:: Exercise materials ::
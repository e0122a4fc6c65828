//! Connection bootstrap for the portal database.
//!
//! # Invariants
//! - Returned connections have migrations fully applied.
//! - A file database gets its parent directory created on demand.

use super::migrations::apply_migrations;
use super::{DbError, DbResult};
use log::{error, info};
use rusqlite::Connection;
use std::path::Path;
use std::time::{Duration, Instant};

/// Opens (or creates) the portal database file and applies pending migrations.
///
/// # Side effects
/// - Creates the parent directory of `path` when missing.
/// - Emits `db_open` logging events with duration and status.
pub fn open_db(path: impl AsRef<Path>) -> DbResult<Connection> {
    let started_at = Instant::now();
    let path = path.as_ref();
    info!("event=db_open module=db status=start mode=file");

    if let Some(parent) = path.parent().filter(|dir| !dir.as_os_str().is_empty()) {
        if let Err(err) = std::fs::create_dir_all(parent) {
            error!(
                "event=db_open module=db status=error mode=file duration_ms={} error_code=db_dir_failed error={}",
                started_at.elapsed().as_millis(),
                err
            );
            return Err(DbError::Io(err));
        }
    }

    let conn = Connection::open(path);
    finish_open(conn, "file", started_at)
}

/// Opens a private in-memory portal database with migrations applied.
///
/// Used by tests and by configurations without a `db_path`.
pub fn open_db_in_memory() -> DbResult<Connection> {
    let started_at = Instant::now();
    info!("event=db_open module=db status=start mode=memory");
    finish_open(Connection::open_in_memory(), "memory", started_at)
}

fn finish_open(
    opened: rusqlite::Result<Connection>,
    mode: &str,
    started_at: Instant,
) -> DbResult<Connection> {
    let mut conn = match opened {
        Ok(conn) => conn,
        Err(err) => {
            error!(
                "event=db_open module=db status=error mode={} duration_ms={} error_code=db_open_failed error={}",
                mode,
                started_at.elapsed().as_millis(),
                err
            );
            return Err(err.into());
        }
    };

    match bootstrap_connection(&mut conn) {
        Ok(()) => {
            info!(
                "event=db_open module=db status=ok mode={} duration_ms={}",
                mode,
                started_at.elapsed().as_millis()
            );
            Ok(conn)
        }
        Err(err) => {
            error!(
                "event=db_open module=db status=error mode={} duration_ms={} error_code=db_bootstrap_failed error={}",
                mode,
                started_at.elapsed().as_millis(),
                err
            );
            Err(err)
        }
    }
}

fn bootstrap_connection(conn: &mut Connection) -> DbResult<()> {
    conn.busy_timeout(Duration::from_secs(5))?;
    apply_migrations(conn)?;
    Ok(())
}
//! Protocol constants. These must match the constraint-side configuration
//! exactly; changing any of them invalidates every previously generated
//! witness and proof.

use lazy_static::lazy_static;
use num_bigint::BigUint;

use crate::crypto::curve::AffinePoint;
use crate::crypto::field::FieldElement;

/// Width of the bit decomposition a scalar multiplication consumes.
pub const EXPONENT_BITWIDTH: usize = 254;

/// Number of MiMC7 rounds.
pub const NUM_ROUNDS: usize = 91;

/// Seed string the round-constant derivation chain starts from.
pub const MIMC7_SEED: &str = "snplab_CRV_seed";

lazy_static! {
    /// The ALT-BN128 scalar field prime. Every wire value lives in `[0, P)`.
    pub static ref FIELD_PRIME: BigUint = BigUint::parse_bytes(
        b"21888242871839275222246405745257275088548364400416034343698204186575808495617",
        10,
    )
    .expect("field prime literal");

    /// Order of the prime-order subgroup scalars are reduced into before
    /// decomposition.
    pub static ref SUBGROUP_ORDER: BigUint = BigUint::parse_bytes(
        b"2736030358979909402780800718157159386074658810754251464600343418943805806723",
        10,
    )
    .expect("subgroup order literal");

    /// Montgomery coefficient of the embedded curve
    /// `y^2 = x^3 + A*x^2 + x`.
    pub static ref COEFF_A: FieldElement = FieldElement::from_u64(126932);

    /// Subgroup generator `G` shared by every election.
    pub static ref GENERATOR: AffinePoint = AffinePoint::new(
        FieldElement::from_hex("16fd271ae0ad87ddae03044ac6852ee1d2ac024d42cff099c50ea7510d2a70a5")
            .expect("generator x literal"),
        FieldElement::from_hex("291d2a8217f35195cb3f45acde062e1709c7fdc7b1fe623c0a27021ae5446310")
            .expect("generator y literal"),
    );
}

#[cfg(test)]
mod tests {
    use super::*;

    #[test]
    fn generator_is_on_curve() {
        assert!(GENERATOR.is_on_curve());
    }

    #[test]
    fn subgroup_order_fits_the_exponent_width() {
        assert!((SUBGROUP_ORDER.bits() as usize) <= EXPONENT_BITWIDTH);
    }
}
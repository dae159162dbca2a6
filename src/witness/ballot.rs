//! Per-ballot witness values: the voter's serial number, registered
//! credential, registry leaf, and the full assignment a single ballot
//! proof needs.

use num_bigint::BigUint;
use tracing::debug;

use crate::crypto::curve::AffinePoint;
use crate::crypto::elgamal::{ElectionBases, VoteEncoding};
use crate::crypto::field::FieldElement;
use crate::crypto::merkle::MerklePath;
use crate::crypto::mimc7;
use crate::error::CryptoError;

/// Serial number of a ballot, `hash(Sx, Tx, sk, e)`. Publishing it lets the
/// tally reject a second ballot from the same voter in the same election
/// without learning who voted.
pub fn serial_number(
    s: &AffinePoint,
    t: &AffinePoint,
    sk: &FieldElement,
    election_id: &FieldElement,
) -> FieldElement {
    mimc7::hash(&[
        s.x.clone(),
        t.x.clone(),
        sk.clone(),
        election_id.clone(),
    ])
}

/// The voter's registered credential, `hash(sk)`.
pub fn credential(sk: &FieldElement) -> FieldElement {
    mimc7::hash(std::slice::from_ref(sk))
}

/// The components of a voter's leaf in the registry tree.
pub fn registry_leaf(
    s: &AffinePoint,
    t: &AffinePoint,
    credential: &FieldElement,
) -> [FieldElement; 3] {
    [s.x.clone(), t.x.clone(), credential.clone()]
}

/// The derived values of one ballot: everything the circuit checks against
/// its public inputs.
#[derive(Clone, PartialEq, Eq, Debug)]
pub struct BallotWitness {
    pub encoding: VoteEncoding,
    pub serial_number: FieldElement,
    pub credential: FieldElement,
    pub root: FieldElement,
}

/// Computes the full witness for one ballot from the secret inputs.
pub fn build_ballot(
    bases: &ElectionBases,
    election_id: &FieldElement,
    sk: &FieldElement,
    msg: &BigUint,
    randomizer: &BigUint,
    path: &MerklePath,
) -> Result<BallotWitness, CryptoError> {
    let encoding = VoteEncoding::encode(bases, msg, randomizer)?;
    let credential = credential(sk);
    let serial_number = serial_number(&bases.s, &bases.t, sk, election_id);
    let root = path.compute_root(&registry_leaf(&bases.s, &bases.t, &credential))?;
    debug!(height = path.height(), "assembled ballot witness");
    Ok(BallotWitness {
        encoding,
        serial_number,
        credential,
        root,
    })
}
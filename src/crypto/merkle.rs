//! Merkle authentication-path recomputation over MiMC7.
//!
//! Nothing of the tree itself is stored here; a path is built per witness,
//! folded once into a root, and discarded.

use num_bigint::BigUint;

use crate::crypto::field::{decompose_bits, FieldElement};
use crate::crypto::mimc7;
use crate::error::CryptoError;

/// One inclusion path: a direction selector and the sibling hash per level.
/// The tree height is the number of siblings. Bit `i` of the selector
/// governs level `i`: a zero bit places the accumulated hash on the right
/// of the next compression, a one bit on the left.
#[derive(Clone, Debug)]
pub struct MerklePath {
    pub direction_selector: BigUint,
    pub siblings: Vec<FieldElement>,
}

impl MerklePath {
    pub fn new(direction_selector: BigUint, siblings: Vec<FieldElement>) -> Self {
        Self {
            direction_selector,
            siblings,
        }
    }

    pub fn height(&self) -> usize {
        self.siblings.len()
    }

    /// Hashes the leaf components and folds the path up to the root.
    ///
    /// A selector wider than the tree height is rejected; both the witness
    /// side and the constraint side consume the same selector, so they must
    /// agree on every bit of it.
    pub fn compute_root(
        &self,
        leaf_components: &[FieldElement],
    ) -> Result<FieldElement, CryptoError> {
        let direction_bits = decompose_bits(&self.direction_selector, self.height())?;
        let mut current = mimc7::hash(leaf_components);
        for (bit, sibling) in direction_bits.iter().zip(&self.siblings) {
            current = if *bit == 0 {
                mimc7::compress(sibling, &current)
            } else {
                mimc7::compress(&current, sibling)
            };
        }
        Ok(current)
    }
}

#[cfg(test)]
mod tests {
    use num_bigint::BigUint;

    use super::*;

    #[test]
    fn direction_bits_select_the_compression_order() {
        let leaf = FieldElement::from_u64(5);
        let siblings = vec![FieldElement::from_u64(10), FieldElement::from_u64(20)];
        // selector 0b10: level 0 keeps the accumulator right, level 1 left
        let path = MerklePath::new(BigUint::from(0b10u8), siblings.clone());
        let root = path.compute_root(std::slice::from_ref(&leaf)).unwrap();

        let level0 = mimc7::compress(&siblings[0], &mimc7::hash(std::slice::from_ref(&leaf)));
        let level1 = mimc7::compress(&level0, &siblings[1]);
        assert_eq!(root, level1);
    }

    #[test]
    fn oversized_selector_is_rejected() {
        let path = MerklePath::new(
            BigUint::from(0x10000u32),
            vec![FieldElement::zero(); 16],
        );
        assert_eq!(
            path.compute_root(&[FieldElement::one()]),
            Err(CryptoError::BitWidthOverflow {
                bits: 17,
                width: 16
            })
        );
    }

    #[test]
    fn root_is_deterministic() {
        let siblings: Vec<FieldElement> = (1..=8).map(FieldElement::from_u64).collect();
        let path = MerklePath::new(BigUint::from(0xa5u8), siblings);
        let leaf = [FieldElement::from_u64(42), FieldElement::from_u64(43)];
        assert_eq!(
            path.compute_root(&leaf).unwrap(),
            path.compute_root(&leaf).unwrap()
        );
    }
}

:: What you are asked to do ::
In the records, locate each line holding the string "unwrap" and copy it.

:: Solution for this exercise ::
        let root = path.compute_root(std::slice::from_ref(&leaf)).unwrap();
            path.compute_root(&leaf).unwrap(),
            path.compute_root(&leaf).unwrap()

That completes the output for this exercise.